All I want to do is drink beer and train like an animal.
- Rod Dixon

I'm feeling rough. I'm feeling raw. I'm in the prime of my life.

Odds and Ends: 12 Best Halloween Posts From TextsFromLastNight

Cholesterol, obesity, drug use, free climbing - all these are things that reduce your life expectancy. And while it may be more of a correlation than a cause I'm pretty sure that if anything you text ends up on TextsFromLastNight there's a better-than-average chance you're going to wind up dead in a gutter. Or at least in detox.

That being said, I love reading 'em. Here are the dozen best texts I found from the Halloween weekend:

  • (513): You tried to wear your Jesus costume into Family Christian stores and say it was a book signing.

  • (919): Calvin and Hobbes are double-teaming a butterfly. They're in the bathroom, and drawing a crowd.

  • (708): she asked if she could keep her bee antennas on during her mugshot. i love halloween.

  • (954): you kept slapshing your drinks on people saying the power of christ compels you.

  • (252): I had sex with billy mayes last night. HE KEPT IN CHARACTER THE WHOLE TIME.

  • (570): A homeless guy asked you to feel your boobs, you accepted in exchange for his broom to go with your witch costume..... that's when I cut you off

  • (571): Ended up passed out drunk in the neighbors lawn, still in costume. Neighbors thought I was a lawn decoration. Ten points for best Halloween ever.

  • (614): Did you see the soccer ref give that girl the red card as she was being kicked out of the party?

  • (516): I didn't black out, the guy in the Men In Black costume erased my memory

  • (617): The only thing I have to prove last night happened is a fireman's hat full of puke.

  • (914): I just hemmed my dress for halloween, never felt more like a man

  • (425): Oh. Im drinking alone in a banana costume. Every time youre feeling down, i want you to think of me right now and know that your life is better than mine.
And to keep things loosely related to sports here are two more I found. I'm assuming one was from the NYC marathon:

  • (917): just stared at ed norton's ass for 26 miles. if there was ever an incentive to run a marathon, that was it. my life is perfect.

  • (419): i went to throw her on my bed and threw her straight in to my bike

And another one for Dr. K, Jum and Mel:

  • (224): U of I kids don't fist pump to Sweet Caroline. Get me the fuck out of here.

And just a few more to get you through the workday:

  • 425): You wanted to speak to the manager of mcdonalds as to why a "bag of cheeseburgers" isn't a menu option.

  • (215): The guy I was getting with last night took off his purity ring mid-sex and threw it across the room.

  • (813): you tried to do a keg stand and ended up flipping over it and onto the table

  • (786): I told her at least we still had each other.

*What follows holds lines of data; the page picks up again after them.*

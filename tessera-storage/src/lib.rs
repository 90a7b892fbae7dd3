//! Tessera Storage - Store Capability Traits and Engines
//!
//! The service layer and the sync engine only ever see the traits in
//! [`traits`]. Concrete engines:
//!
//! - [`memory`]: in-process engines used by tests and single-node setups
//! - [`redis_store`]: Redis hash-per-tenant fast layer and shared quota counters
//! - [`postgres`]: PostgreSQL durable layer over a deadpool connection pool

pub mod memory;
pub mod postgres;
pub mod redis_store;
pub mod traits;

pub use memory::{MemoryDurableStore, MemoryFastStore, WindowCounters};
pub use postgres::{PgConfig, PgDurableStore};
pub use redis_store::{normalize_redis_url, RedisFastStore, RedisQuotaBackend};
pub use traits::{DurableStore, FastStore, QuotaBackend};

That's when she started crying.
  • (315): i fell off the bed in the middle of it, and he yelled "5 second rule" and kept fucking me. i think im in love

Thanks for reading. Enjoy the nice fall weather!


  1. Anonymous7:36 PM

    One of the greatest websites ever. If only cell phones were more popular when ..

    (608) Yeah, he was riding around the capitol naked. Against traffic. The cops saw him and went "fuck that." Kept driving.